The 15th Dallas–Fort Worth Film Critics Association Awards honoring the best in film for 2009 were announced on December 16, 2009. These awards "recognizing extraordinary accomplishment in film" are presented annually by the Dallas–Fort Worth Film Critics Association (DFWFCA), based in the Dallas–Fort Worth metroplex region of Texas. The organization, founded in 1990, includes 33 film critics for print, radio, television, and internet publications based in north Texas. The Dallas–Fort Worth Film Critics Association began presenting its annual awards list in 1991.
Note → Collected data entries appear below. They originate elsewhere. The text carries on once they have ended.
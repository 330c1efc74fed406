//! Filesystem image store rooted at the media directory.
//!
//! All access goes through a `cap_std` directory handle, so stored paths can
//! never escape the media root.

use std::io::{self, Write};
use std::path::{Path, PathBuf};

use async_trait::async_trait;
use cap_std::fs::{Dir, OpenOptions};
use cap_std::ambient_authority;
use rand::Rng;
use rand::distributions::Alphanumeric;
use tracing::debug;

use crate::domain::ports::{ImageStore, ImageStoreError};
use crate::domain::{POST_IMAGE_DIR, PostImage, ValidImage};

const FALLBACK_STEM: &str = "image";
const SUFFIX_LEN: usize = 7;
const MAX_ATTEMPTS: usize = 100;
/// Longest stored name, in characters.
const MAX_NAME_CHARS: usize = 100;
/// Longest stored name, in bytes; leaves room for the collision suffix below
/// the usual 255-byte file-name limit.
const MAX_NAME_BYTES: usize = 200;
/// Longer trailing parts are treated as part of the stem.
const MAX_EXTENSION_BYTES: usize = 16;

/// Stores uploads under `<media_root>/posts/`.
#[derive(Debug, Clone)]
pub struct LocalImageStore {
    media_root: PathBuf,
}

impl LocalImageStore {
    /// Create a store writing below `media_root`. The directory is created
    /// on first write.
    pub fn new(media_root: impl Into<PathBuf>) -> Self {
        Self {
            media_root: media_root.into(),
        }
    }

    /// Root directory of stored media.
    pub fn media_root(&self) -> &Path {
        &self.media_root
    }

    fn store_blocking(&self, file_name: &str, bytes: &[u8]) -> io::Result<PostImage> {
        let images_root = self.media_root.join(POST_IMAGE_DIR);
        Dir::create_ambient_dir_all(&images_root, ambient_authority())?;
        let directory = Dir::open_ambient_dir(&images_root, ambient_authority())?;

        let base = sanitise_file_name(file_name);
        let mut candidate = base.clone();
        for _ in 0..MAX_ATTEMPTS {
            let mut options = OpenOptions::new();
            options.write(true).create_new(true);
            match directory.open_with(&candidate, &options) {
                Ok(mut file) => {
                    file.write_all(bytes)?;
                    file.sync_all()?;
                    return PostImage::new(format!("{POST_IMAGE_DIR}/{candidate}"))
                        .map_err(|err| io::Error::new(io::ErrorKind::InvalidInput, err));
                }
                Err(error) if error.kind() == io::ErrorKind::AlreadyExists => {
                    candidate = alternative_name(&base);
                }
                Err(error) => return Err(error),
            }
        }
        Err(io::Error::new(
            io::ErrorKind::AlreadyExists,
            format!("no free file name for {base} after {MAX_ATTEMPTS} attempts"),
        ))
    }

    fn remove_blocking(&self, path: &str) -> io::Result<()> {
        let directory = match Dir::open_ambient_dir(&self.media_root, ambient_authority()) {
            Ok(directory) => directory,
            Err(error) if error.kind() == io::ErrorKind::NotFound => return Ok(()),
            Err(error) => return Err(error),
        };
        match directory.remove_file(path) {
            Err(error) if error.kind() != io::ErrorKind::NotFound => Err(error),
            _ => Ok(()),
        }
    }
}

#[async_trait]
impl ImageStore for LocalImageStore {
    async fn store(&self, image: &ValidImage) -> Result<PostImage, ImageStoreError> {
        let store = self.clone();
        let file_name = image.file_name().to_owned();
        let bytes = image.bytes().to_vec();
        let stored = tokio::task::spawn_blocking(move || store.store_blocking(&file_name, &bytes))
            .await
            .map_err(|err| ImageStoreError::io(err.to_string()))?
            .map_err(|err| ImageStoreError::io(err.to_string()))?;
        debug!(path = stored.path(), media_type = image.media_type(), "stored upload");
        Ok(stored)
    }

    async fn remove(&self, image: &PostImage) -> Result<(), ImageStoreError> {
        let store = self.clone();
        let path = image.path().to_owned();
        tokio::task::spawn_blocking(move || store.remove_blocking(&path))
            .await
            .map_err(|err| ImageStoreError::io(err.to_string()))?
            .map_err(|err| ImageStoreError::io(err.to_string()))?;
        debug!(path = image.path(), "removed upload");
        Ok(())
    }
}

/// Reduce an uploaded name to a safe single path component.
///
/// Directory parts are dropped, spaces become underscores, anything other
/// than alphanumerics, `-`, `_` and `.` is removed, and the stem is cut so the
/// name fits [`MAX_NAME_CHARS`] and [`MAX_NAME_BYTES`].
fn sanitise_file_name(raw: &str) -> String {
    let last = raw.rsplit(['/', '\\']).next().unwrap_or_default().trim();
    let cleaned: String = last
        .chars()
        .map(|ch| if ch == ' ' { '_' } else { ch })
        .filter(|ch| ch.is_alphanumeric() || matches!(ch, '-' | '_' | '.'))
        .collect();
    let trimmed = cleaned.trim_start_matches('.');
    if trimmed.is_empty() {
        FALLBACK_STEM.to_owned()
    } else {
        limit_length(trimmed)
    }
}

fn limit_length(name: &str) -> String {
    let (stem, extension) = match name.rsplit_once('.') {
        Some((stem, extension)) if !stem.is_empty() && extension.len() <= MAX_EXTENSION_BYTES => {
            (stem, Some(extension))
        }
        _ => (name, None),
    };
    let reserved_chars = extension.map_or(0, |extension| extension.chars().count() + 1);
    let reserved_bytes = extension.map_or(0, |extension| extension.len() + 1);
    let stem = char_prefix(
        stem,
        MAX_NAME_CHARS - reserved_chars,
        MAX_NAME_BYTES - reserved_bytes,
    );
    match extension {
        Some(extension) => format!("{stem}.{extension}"),
        None => stem.to_owned(),
    }
}

/// Longest prefix of `value` within both limits, cut on a char boundary.
fn char_prefix(value: &str, max_chars: usize, max_bytes: usize) -> &str {
    let end = value
        .char_indices()
        .take(max_chars)
        .map(|(index, ch)| index + ch.len_utf8())
        .take_while(|end| *end <= max_bytes)
        .last()
        .unwrap_or(0);
    value.get(..end).unwrap_or_default()
}

/// Insert a short random suffix before the extension: `cat.png` becomes
/// `cat_Ab3dE9x.png`.
fn alternative_name(base: &str) -> String {
    let suffix: String = rand::thread_rng()
        .sample_iter(&Alphanumeric)
        .take(SUFFIX_LEN)
        .map(char::from)
        .collect();
    match base.rsplit_once('.') {
        Some((stem, extension)) if !stem.is_empty() => format!("{stem}_{suffix}.{extension}"),
        _ => format!("{base}_{suffix}"),
    }
}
Up in the Air was the DFWFCA's most awarded film of 2009 taking top honors in the Best Picture, Best Director (Jason Reitman), Best Actor (George Clooney), and Best Screenplay (Jason Reitman and Sheldon Turner) categories. This was the only film to win more than one category for 2009 although Precious garnered a Best Actress (Mo'Nique) honor as well as the Russell Smith Award from the critics association.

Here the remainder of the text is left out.